This self-activity is not automatic, slow, or linear.  Revolutionaries should focus on those historical events, or ruptures from the normal functioning of capitalist common sense– strikes, blockades, insurrections, etc.    These are the moments where a revolutionary situation can start to emerge and where a process of communization can begin.  However, these ruptures are not automatically communist and they don’t automatically lead to revolution.  They are often contradictory and partial, and unless the vast majority of people involved in them are consciously aiming to destroy the legitimacy of capitalism then aspects of capitalism will reemerge and fragment the movement – recreating divides along race, gender, or employed vs. unemployed lines and co-opting the struggle.

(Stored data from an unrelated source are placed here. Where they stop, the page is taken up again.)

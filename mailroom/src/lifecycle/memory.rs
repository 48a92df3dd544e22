//! In-memory message store
//!
//! Each check-and-apply happens under one write guard, which gives the same
//! atomicity as the conditional `UPDATE` of the Postgres store.

use async_trait::async_trait;
use chrono::Utc;
use parking_lot::RwLock;
use std::collections::HashMap;

use super::{
    DeliveryOutcome, Message, MessageId, MessageStatus, MessageStore, NewMessage, StoreError,
    Transition,
};

/// Message store held in process memory
#[derive(Debug, Default)]
pub struct InMemoryMessageStore {
    messages: RwLock<HashMap<MessageId, Message>>,
}

impl InMemoryMessageStore {
    /// Create an empty store
    #[must_use]
    pub fn new() -> Self {
        Self::default()
    }

    /// Number of stored messages
    #[must_use]
    pub fn len(&self) -> usize {
        self.messages.read().len()
    }

    /// Whether the store is empty
    #[must_use]
    pub fn is_empty(&self) -> bool {
        self.messages.read().is_empty()
    }
}

fn apply(message: &mut Message, transition: Transition) {
    let now = Utc::now();
    message.status = transition.target();
    message.updated_at = now;

    match transition {
        Transition::Processing { attempt } => {
            message.attempts = message.attempts.max(attempt);
        }
        Transition::Sent {
            provider,
            provider_message_id,
        } => {
            message.provider = Some(provider);
            message.provider_msg_id = Some(provider_message_id);
            message.sent_at = Some(now);
        }
        Transition::Failed { error } => message.error_message = Some(error),
        Transition::Bounced { reason } => message.error_message = reason,
        Transition::Delivered => {}
    }
}

#[async_trait]
impl MessageStore for InMemoryMessageStore {
    async fn create(&self, message: &NewMessage) -> Result<Message, StoreError> {
        let mut messages = self.messages.write();
        if messages.contains_key(&message.id) {
            return Err(StoreError::AlreadyExists(message.id));
        }

        let now = Utc::now();
        let stored = Message {
            id: message.id,
            client_id: message.client_id.clone(),
            trace_id: message.trace_id.clone(),
            template_name: message.template_name.clone(),
            recipient: message.recipient.clone(),
            subject: message.subject.clone(),
            status: MessageStatus::Queued,
            provider: None,
            provider_msg_id: None,
            attempts: 0,
            error_message: None,
            sent_at: None,
            created_at: now,
            updated_at: now,
        };
        messages.insert(stored.id, stored.clone());
        Ok(stored)
    }

    async fn get(&self, id: MessageId) -> Result<Option<Message>, StoreError> {
        Ok(self.messages.read().get(&id).cloned())
    }

    async fn transition(&self, id: MessageId, transition: Transition) -> Result<Message, StoreError> {
        let mut messages = self.messages.write();
        let message = messages.get_mut(&id).ok_or(StoreError::NotFound(id))?;

        let to = transition.target();
        if !message.status.can_transition_to(to) {
            return Err(StoreError::InvalidTransition {
                id,
                from: message.status,
                to,
            });
        }

        apply(message, transition);
        Ok(message.clone())
    }

    async fn transition_by_provider_id(
        &self,
        provider_message_id: &str,
        outcome: DeliveryOutcome,
    ) -> Result<Option<Message>, StoreError> {
        let mut messages = self.messages.write();
        let Some(message) = messages.values_mut().find(|m| {
            m.status == MessageStatus::Sent
                && m.provider_msg_id.as_deref() == Some(provider_message_id)
        }) else {
            return Ok(None);
        };

        apply(message, outcome.into_transition());
        Ok(Some(message.clone()))
    }
}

For that reason, revolutionary militants should attempt to hone and develop methods of analysis to understand the functioning of the capitalist system so as to develop a program for destroying it.  We should build organizations that can share these methods widely – teaching them to fellow proletarians.  But any good teaching requires humility and an openness to learn and transform the content of our knowledge so the teacher becomes a student and vice versa.  A revolutionary organization should learn from, and teach, the rest of the proletariat as we all struggle together.

This requires a critical mass of revolutionary activity where we can develop theory based on our practice, and vice versa.  No small collective or affinity group or organization today can achieve that if we just focus on our separate organizing projects because none of our projects is deep enough, or broad enough to really push us to develop further.  We need to be organizing and building deeper and stronger connections with wider layers of the proletariat so that when those moments of rupture do occur we have the trust, relationships, and capacities to help expand those ruptures, prevent co-optation, and create ungovernable situations.

That’s why different tendencies should come together in Occupy and other movements to initiate more daring projects of revolutionary organizing , direct action, education, cultural work, and agitation that can catalyze the self-revolutionization of the proletariat.  Together we all form an organic, horizontally-organized (not top-down) vanguard that is porous to the rest of the class – not a party that aims for state power.   Our common attempts to advance the struggle allow us to critically assess our successes and failures with an open-ended, experimental method.  Debates like this are a crucial part of that.

Out of common struggle and debate a new program will emerge that will clarify the way forward.  A program is crucial as an open-ended but clear trajectory of struggle based in theory. By theory we mean a weapon to change the world, not a method of interpreting it.  But we need to be honest about the fact that we don’t have this weapon yet and it needs to be forged in collaborative struggle.

Unions: Two forms in which (employed and sometimes unemployed) workers have fought for their immediate interests are unions and “direct action casework” (exemplified by SeaSol). What is your position on each of these in relation to longer-term goals?

NLRB-recognized unions, shaped by the National Labor Relations Act and Taft Hartley are  truces between workers and capitalists establishing labor peace. These labor laws became complex involving settling issues in the courts instead of through direct action. The truce legally left out domestic and farm workers, majority Latin@ and Black folks, solidifying and deepening white supremacist divisions within the proletariat.  Millions of European immigrants who had faced racial discrimination became upwardly mobile as they built unions like the United Auto Workers and the ILWU.  Meanwhile, Black and Brown workers continued to face extreme forms of exploitation.  Some of them made it into the unions, but most did not. Those who made it in were constrained by the labor truce which prioritized collective bargaining around wages and benefits instead of direct action on the job against racism and sexism or for more workplace control. Unity is a goal for the U.S. proletariat, not a reality, and it will only be forged through militant struggles and transformations.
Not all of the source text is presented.